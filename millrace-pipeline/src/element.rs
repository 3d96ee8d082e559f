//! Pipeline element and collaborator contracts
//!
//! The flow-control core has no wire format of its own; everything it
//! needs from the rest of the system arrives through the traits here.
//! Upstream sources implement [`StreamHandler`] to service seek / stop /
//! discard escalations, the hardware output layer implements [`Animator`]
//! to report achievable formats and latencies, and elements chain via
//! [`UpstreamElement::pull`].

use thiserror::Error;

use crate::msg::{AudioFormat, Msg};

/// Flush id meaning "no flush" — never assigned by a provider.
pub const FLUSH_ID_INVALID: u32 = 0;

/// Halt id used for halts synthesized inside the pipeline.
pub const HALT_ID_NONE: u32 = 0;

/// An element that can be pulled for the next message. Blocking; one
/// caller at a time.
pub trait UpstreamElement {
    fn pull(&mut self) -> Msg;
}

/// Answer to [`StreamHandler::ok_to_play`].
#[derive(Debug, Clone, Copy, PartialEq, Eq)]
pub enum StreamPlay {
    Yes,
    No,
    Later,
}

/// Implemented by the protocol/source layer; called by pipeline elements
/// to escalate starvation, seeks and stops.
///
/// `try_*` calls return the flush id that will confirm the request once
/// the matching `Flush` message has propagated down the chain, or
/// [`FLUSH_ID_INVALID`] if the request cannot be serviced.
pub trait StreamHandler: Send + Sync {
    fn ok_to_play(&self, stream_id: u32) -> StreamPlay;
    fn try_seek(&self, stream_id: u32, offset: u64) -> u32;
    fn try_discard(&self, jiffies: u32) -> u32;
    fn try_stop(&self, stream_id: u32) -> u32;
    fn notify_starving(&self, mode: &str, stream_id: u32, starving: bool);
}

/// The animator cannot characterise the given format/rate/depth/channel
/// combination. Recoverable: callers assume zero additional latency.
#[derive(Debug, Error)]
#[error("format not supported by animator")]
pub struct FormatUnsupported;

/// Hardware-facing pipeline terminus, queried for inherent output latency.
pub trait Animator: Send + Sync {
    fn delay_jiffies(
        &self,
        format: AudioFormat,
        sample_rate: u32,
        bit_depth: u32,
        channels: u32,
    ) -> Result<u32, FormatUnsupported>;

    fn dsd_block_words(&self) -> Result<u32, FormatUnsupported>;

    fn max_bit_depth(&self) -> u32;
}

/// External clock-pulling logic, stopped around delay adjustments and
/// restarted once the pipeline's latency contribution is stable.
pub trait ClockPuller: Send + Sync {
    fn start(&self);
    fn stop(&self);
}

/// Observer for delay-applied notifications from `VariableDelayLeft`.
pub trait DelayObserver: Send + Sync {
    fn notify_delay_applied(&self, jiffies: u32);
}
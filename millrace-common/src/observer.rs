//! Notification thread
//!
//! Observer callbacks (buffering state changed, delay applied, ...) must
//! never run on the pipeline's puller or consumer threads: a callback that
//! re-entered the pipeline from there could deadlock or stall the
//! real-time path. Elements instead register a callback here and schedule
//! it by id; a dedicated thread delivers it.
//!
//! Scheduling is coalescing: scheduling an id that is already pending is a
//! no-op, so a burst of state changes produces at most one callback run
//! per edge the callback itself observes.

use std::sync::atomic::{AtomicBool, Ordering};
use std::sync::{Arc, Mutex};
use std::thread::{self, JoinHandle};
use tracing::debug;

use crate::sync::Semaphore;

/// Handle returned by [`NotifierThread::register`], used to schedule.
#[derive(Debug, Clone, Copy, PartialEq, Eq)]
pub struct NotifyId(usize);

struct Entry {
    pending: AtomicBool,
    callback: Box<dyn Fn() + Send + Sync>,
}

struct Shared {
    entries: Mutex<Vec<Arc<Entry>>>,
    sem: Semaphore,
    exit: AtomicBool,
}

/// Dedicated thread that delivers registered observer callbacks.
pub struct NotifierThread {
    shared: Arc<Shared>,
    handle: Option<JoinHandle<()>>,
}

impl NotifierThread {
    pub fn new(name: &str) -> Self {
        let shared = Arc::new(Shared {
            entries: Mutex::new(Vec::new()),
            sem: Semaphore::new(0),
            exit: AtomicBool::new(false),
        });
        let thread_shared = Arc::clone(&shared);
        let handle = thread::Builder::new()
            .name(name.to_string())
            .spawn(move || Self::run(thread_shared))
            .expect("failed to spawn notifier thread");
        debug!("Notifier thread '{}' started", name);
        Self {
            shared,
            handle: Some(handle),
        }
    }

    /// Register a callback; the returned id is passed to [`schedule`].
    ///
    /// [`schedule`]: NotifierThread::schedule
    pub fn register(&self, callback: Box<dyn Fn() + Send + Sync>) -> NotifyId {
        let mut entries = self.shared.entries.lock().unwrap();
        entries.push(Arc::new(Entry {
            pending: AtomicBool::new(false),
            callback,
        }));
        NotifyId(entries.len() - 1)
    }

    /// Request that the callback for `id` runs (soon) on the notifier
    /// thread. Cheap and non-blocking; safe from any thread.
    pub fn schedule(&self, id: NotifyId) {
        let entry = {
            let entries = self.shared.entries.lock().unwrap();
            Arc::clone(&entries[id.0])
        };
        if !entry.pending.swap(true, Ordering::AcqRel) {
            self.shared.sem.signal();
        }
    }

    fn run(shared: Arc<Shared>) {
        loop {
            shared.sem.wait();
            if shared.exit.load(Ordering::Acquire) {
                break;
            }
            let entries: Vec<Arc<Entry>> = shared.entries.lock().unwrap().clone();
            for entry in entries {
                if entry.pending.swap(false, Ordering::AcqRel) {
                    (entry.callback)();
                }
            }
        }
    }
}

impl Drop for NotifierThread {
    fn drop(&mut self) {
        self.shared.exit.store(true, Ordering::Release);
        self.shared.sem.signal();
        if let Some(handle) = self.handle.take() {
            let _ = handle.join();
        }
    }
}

::::

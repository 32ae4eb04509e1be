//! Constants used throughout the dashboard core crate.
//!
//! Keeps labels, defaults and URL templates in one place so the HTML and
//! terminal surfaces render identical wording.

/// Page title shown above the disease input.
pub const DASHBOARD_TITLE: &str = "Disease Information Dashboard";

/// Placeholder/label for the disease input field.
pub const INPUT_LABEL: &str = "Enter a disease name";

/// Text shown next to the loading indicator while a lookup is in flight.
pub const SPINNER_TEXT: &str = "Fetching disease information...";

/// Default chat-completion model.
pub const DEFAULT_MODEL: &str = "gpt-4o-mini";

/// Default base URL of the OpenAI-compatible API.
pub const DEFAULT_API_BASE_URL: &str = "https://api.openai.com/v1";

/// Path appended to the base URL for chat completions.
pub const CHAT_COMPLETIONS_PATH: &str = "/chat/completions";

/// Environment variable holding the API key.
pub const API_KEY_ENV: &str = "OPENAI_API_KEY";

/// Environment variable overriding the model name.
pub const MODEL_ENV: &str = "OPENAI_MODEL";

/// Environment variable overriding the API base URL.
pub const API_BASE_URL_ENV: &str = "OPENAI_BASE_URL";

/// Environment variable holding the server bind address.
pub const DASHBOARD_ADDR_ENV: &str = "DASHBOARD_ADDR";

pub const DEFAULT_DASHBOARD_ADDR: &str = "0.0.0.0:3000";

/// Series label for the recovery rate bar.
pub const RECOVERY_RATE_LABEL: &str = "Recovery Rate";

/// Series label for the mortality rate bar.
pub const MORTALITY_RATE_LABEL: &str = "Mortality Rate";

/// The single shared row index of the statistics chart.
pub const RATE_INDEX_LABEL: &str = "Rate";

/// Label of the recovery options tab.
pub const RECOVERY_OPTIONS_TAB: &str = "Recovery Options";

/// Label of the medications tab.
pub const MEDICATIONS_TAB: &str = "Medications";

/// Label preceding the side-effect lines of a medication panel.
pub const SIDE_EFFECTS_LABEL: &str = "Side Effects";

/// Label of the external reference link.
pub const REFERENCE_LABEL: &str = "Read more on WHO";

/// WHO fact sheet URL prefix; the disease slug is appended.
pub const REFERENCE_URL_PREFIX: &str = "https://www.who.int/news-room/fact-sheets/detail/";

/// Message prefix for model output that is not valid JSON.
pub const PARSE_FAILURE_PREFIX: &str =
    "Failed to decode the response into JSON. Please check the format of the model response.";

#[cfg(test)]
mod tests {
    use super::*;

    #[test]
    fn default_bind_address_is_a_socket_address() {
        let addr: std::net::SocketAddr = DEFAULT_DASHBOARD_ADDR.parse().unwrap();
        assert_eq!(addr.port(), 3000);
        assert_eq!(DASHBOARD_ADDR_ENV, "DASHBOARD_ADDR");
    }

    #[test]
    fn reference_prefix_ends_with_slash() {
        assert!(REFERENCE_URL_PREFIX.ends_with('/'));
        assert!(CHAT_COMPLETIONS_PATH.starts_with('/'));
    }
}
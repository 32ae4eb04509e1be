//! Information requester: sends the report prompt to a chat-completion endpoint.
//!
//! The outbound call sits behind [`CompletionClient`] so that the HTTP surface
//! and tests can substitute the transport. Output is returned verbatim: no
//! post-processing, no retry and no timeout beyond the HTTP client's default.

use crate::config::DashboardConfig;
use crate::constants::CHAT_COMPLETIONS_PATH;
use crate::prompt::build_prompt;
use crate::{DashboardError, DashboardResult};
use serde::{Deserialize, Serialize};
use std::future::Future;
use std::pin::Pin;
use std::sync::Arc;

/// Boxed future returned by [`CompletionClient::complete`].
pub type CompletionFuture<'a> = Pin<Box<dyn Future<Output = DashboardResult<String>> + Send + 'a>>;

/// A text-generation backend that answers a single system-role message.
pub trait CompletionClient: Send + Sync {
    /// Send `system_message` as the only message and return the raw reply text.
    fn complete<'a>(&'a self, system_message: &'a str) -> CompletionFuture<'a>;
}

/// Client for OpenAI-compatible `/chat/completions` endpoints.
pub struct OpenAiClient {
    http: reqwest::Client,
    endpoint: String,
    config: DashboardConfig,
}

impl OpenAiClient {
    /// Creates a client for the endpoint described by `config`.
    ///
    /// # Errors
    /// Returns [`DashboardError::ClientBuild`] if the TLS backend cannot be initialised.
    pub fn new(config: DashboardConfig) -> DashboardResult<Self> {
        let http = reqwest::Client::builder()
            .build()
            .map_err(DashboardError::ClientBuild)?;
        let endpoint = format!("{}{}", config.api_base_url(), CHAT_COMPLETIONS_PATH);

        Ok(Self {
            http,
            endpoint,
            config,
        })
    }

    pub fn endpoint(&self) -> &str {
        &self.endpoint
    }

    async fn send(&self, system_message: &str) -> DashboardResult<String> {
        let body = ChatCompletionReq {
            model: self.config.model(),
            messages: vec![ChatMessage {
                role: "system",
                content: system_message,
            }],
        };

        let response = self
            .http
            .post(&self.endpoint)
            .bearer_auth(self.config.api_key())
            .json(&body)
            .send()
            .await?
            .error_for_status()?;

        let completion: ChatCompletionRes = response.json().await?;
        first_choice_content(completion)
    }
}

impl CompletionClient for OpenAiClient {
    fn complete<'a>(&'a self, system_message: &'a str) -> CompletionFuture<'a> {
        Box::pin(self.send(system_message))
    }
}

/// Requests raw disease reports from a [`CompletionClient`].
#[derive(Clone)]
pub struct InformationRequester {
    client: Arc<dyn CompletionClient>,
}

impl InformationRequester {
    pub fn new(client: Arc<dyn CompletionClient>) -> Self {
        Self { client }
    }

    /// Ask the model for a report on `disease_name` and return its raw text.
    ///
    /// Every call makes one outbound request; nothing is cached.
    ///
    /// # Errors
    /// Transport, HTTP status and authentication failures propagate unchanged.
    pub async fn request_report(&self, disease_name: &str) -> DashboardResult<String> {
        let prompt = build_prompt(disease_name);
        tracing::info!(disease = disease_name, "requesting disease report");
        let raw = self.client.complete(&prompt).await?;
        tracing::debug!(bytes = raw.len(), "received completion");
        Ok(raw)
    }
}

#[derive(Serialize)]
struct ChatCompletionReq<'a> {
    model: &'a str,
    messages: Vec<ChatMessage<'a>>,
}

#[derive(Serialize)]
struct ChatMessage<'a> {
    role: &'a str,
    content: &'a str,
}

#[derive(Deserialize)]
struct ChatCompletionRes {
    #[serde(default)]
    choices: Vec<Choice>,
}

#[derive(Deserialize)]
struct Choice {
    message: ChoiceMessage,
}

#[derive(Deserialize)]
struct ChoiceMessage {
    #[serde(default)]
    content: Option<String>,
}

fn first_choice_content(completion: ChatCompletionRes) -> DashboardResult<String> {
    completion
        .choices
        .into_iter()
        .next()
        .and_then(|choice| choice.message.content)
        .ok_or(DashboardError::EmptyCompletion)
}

::::

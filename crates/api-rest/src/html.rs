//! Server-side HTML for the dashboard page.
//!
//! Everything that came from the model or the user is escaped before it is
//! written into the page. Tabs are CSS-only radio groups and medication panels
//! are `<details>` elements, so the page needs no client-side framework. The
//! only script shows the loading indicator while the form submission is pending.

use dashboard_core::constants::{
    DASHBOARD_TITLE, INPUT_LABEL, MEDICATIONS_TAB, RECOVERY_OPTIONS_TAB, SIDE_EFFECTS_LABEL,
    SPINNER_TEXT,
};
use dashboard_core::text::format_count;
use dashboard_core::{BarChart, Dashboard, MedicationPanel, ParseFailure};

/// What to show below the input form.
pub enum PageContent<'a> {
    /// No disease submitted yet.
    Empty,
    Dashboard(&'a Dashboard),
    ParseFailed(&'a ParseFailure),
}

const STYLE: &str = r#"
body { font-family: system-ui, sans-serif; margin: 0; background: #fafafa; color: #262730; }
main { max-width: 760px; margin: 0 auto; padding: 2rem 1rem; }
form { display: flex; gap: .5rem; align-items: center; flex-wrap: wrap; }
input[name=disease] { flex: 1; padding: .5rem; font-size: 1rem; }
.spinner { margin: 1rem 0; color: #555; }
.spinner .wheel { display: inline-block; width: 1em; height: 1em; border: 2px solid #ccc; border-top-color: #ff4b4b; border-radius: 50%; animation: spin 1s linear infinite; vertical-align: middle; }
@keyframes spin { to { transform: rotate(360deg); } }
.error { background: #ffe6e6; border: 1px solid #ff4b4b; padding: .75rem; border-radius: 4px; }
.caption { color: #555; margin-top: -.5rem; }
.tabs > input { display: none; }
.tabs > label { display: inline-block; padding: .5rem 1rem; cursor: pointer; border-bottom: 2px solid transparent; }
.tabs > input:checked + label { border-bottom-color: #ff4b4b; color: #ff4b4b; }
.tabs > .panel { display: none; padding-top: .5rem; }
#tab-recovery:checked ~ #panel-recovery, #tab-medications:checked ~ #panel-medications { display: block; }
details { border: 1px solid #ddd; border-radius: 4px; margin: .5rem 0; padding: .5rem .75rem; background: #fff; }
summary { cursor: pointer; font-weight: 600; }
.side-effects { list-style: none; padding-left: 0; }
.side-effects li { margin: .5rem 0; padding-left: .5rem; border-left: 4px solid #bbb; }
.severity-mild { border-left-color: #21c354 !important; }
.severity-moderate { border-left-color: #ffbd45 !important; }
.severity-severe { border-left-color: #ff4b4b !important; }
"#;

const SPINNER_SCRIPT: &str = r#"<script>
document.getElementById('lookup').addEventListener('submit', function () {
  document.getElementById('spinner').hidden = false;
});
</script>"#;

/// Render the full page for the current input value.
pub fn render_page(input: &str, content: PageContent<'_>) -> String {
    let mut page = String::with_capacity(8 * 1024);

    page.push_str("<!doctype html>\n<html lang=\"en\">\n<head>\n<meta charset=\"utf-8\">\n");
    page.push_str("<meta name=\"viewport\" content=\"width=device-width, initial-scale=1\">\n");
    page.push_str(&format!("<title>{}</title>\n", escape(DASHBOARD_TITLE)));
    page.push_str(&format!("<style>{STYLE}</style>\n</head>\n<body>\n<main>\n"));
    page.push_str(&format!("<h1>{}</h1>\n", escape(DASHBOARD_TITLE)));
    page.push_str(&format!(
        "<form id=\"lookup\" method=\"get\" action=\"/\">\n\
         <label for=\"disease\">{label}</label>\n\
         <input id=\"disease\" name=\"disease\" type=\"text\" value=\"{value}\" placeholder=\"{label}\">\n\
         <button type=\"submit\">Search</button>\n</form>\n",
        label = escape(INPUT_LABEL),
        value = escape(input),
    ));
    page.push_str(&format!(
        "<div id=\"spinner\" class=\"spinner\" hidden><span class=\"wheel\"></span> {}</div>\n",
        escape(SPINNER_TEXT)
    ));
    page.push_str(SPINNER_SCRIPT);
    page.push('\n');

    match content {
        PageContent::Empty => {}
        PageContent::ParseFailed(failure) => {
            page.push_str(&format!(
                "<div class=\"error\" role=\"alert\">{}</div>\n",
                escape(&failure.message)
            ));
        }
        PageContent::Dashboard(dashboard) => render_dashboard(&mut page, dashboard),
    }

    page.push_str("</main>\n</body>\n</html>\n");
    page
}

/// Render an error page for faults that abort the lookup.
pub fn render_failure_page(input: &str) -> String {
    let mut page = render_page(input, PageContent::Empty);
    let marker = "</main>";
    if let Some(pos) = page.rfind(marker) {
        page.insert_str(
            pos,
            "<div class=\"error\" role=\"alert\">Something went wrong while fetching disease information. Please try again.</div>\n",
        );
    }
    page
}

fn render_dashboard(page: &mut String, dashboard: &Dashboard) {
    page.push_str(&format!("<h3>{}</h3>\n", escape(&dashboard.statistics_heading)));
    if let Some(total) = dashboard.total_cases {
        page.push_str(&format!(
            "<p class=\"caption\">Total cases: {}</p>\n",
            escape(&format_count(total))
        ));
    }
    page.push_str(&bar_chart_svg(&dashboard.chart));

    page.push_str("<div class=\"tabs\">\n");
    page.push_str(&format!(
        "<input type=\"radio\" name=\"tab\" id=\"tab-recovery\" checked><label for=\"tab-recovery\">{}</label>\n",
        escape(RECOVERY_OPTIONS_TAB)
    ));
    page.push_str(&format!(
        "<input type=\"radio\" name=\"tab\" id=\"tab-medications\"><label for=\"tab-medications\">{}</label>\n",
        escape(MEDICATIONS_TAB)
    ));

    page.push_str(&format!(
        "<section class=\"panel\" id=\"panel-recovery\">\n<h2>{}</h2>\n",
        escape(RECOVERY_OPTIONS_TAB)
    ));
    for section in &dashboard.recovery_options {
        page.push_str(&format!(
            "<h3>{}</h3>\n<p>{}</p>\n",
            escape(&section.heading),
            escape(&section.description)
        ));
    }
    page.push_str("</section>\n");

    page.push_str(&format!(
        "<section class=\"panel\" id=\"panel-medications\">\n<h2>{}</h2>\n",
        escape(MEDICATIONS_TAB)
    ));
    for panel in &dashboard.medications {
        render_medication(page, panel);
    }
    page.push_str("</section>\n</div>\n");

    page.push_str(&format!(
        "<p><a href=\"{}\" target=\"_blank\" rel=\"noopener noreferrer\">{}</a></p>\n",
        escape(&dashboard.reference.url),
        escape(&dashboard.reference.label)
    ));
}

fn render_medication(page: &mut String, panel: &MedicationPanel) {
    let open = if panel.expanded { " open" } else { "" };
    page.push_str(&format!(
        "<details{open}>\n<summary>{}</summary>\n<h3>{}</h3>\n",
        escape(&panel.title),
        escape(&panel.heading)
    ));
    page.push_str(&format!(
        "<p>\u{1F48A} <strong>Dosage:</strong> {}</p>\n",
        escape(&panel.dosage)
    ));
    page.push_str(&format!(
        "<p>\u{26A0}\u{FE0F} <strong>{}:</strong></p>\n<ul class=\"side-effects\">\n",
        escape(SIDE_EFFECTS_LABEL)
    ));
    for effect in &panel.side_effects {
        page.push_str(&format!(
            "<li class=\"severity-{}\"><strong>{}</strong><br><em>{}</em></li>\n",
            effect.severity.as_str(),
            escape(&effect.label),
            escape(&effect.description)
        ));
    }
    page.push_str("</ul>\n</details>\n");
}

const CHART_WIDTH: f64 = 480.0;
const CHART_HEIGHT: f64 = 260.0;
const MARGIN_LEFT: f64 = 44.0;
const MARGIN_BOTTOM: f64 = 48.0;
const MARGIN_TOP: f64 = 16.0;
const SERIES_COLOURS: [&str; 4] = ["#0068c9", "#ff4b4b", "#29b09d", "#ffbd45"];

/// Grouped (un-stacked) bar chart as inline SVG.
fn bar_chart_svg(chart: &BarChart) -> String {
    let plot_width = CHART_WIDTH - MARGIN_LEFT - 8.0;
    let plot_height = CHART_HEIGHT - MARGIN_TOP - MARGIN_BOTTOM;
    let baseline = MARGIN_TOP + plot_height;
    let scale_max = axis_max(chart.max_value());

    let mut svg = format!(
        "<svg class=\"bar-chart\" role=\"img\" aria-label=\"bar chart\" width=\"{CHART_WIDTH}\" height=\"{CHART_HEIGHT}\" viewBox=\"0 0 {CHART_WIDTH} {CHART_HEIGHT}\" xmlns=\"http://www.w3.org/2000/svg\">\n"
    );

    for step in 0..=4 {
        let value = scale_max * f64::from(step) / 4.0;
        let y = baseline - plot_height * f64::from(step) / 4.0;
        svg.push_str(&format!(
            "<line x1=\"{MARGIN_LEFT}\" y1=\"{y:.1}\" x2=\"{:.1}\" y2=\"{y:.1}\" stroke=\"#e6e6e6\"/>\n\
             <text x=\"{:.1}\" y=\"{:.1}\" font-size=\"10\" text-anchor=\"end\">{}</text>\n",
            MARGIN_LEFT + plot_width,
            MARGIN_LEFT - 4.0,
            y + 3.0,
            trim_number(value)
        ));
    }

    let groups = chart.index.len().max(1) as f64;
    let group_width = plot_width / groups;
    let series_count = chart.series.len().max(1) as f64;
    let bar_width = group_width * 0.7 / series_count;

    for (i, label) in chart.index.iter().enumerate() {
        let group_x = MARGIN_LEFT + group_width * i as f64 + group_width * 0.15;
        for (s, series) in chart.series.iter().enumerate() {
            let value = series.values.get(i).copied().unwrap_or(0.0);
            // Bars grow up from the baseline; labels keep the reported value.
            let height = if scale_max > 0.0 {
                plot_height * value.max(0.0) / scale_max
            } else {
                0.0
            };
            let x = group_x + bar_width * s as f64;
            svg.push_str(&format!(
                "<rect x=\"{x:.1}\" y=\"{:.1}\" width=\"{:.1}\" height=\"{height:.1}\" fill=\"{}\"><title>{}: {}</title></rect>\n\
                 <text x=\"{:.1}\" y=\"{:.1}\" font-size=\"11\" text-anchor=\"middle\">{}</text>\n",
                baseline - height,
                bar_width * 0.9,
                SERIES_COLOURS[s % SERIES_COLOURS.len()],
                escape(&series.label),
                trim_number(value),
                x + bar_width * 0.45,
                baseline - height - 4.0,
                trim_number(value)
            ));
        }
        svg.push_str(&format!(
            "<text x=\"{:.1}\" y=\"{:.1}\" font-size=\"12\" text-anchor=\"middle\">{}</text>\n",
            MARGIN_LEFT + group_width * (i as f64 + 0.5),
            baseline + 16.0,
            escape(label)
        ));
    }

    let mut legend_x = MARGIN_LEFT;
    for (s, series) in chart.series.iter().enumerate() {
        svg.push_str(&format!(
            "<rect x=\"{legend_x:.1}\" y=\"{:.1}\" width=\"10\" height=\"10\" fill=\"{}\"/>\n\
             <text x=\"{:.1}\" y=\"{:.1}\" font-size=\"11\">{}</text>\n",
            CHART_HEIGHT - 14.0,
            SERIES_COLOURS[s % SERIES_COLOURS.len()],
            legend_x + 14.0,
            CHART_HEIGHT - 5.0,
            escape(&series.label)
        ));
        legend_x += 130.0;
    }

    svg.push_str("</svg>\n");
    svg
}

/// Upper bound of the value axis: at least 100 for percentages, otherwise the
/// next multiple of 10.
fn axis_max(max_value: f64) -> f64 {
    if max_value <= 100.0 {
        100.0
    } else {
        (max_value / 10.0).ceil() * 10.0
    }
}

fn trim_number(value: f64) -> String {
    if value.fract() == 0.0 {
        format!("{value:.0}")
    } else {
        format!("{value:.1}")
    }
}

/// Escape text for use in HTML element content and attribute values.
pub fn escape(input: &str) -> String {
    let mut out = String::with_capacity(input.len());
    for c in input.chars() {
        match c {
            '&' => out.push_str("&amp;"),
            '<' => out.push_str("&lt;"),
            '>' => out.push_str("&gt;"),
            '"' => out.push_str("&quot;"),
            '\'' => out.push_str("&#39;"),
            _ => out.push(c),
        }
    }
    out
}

::::

Using the entries above, extract exactly the span from the line with "filename millrace-pipeline/src/element.rs" to the line with "by pipeline elements", both lines included; leave out everything else.

Result for this task:
filename millrace-pipeline/src/element.rs
repository 3d96ee8d082e559f
//! Pipeline element and collaborator contracts
//!
//! The flow-control core has no wire format of its own; everything it
//! needs from the rest of the system arrives through the traits here.
//! Upstream sources implement [`StreamHandler`] to service seek / stop /
//! discard escalations, the hardware output layer implements [`Animator`]
//! to report achievable formats and latencies, and elements chain via
//! [`UpstreamElement::pull`].

use thiserror::Error;

use crate::msg::{AudioFormat, Msg};

/// Flush id meaning "no flush" — never assigned by a provider.
pub const FLUSH_ID_INVALID: u32 = 0;

/// Halt id used for halts synthesized inside the pipeline.
pub const HALT_ID_NONE: u32 = 0;

/// An element that can be pulled for the next message. Blocking; one
/// caller at a time.
pub trait UpstreamElement {
    fn pull(&mut self) -> Msg;
}

/// Answer to [`StreamHandler::ok_to_play`].
#[derive(Debug, Clone, Copy, PartialEq, Eq)]
pub enum StreamPlay {
    Yes,
    No,
    Later,
}

/// Implemented by the protocol/source layer; called by pipeline elements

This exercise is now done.